And yet, in certain way, he is a writer whose main points can be stated simply. That is a measure of his profundity and faithfulness. The Trinity is first of all God’s name, which means he is this God, and not some other, not one we devise to our own needs. And that name in itself displays the sheer vitality and action who is God. Jenson famously called God a “fugue,” a single but complex and beautiful sound.

That triune identity is at once revealed and expressed in the resurrection of Jesus from the dead. Everything we want to say as Christians is packed into that one phrase. The God of Israel is decisively at work for His creatures. A new horizon of hope is opened up for humankind.   The status of sin, death, and judgment are changed, and can only now be understood in relation to God’s true identity in Christ. Time is not what we had supposed.
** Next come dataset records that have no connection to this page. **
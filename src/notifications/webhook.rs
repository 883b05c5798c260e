//! Webhook event sink
//!
//! Delivers booking events as JSON payloads via HTTP POST.

use async_trait::async_trait;
use reqwest::Client;
use serde::{Deserialize, Serialize};
use std::time::Duration;

use super::{BookingEvent, EventSink};

/// Webhook sink configuration
#[derive(Debug, Clone, Serialize, Deserialize)]
pub struct WebhookConfig {
    /// Webhook URL endpoint
    pub url: String,
    /// Optional authentication token (sent as Bearer token)
    #[serde(default, skip_serializing_if = "Option::is_none")]
    pub auth_token: Option<String>,
    /// Request timeout in seconds
    #[serde(default = "default_timeout")]
    pub timeout_secs: u64,
}

fn default_timeout() -> u64 {
    10
}

impl WebhookConfig {
    pub fn new(url: impl Into<String>) -> Self {
        Self {
            url: url.into(),
            auth_token: None,
            timeout_secs: default_timeout(),
        }
    }

    pub fn with_auth_token(mut self, token: impl Into<String>) -> Self {
        self.auth_token = Some(token.into());
        self
    }

    /// Validate configuration
    pub fn validate(&self) -> Result<(), String> {
        let parsed = url::Url::parse(&self.url).map_err(|e| format!("invalid webhook URL: {e}"))?;
        if parsed.scheme() != "http" && parsed.scheme() != "https" {
            return Err("webhook URL must use http or https".to_string());
        }
        if self.timeout_secs == 0 {
            return Err("timeout must be greater than 0".to_string());
        }
        Ok(())
    }
}

/// HTTP POST event sink.
pub struct WebhookSink {
    config: WebhookConfig,
    client: Client,
}

impl WebhookSink {
    pub fn new(config: WebhookConfig) -> anyhow::Result<Self> {
        config.validate().map_err(anyhow::Error::msg)?;

        let client = Client::builder()
            .timeout(Duration::from_secs(config.timeout_secs))
            .build()?;

        Ok(Self { config, client })
    }
}

#[async_trait]
impl EventSink for WebhookSink {
    fn name(&self) -> &str {
        "webhook"
    }

    async fn deliver(&self, event: &BookingEvent) -> anyhow::Result<()> {
        let mut request = self.client.post(&self.config.url).json(event);
        if let Some(token) = &self.config.auth_token {
            request = request.bearer_auth(token);
        }

        let response = request.send().await?;
        if !response.status().is_success() {
            anyhow::bail!("webhook returned status {}", response.status());
        }
        Ok(())
    }
}

#[cfg(test)]
mod tests {
    use super::*;
    use chrono::Utc;
    use uuid::Uuid;
    use wiremock::matchers::{method, path};
    use wiremock::{Mock, MockServer, ResponseTemplate};

    fn event() -> BookingEvent {
        BookingEvent::AppointmentCreated {
            appointment_id: Uuid::new_v4(),
            location_id: "downtown".to_string(),
            staff_id: "alice".to_string(),
            confirmation_code: "ABCD2345".to_string(),
            starts_at: Utc::now(),
            ends_at: Utc::now(),
            service_ids: vec!["cut".to_string()],
        }
    }

    #[test]
    fn test_config_validation() {
        assert!(WebhookConfig::new("https://example.com/hook").validate().is_ok());
        assert!(WebhookConfig::new("not a url").validate().is_err());
        assert!(WebhookConfig::new("ftp://example.com").validate().is_err());

        let zero_timeout = WebhookConfig {
            timeout_secs: 0,
            ..WebhookConfig::new("https://example.com/hook")
        };
        assert!(zero_timeout.validate().is_err());
    }

    #[tokio::test]
    async fn test_delivery_posts_json() {
        let server = MockServer::start().await;
        Mock::given(method("POST"))
            .and(path("/hook"))
            .respond_with(ResponseTemplate::new(200))
            .expect(1)
            .mount(&server)
            .await;

        let sink = WebhookSink::new(WebhookConfig::new(format!("{}/hook", server.uri()))).unwrap();
        sink.deliver(&event()).await.unwrap();
    }

    #[tokio::test]
    async fn test_delivery_fails_on_server_error() {
        let server = MockServer::start().await;
        Mock::given(method("POST"))
            .respond_with(ResponseTemplate::new(500))
            .mount(&server)
            .await;

        let sink = WebhookSink::new(WebhookConfig::new(server.uri())).unwrap();
        assert!(sink.deliver(&event()).await.is_err());
    }
}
One way to put the matter is this: theology is rethinking everything about the world working from the assumption that Jesus is truly risen from the dead. This doesn’t mean that we stop thinking about all we know of the real world. But reality now includes this fact, which is a kind of depth charge to all our former conclusions. There are other theologians who might equally be numbered among those who so conceive the theological task. Thomas Torrance is one - he wondered especially how resurrection reworks our notions of time and space (which a good deal of reading modern physics in there too!)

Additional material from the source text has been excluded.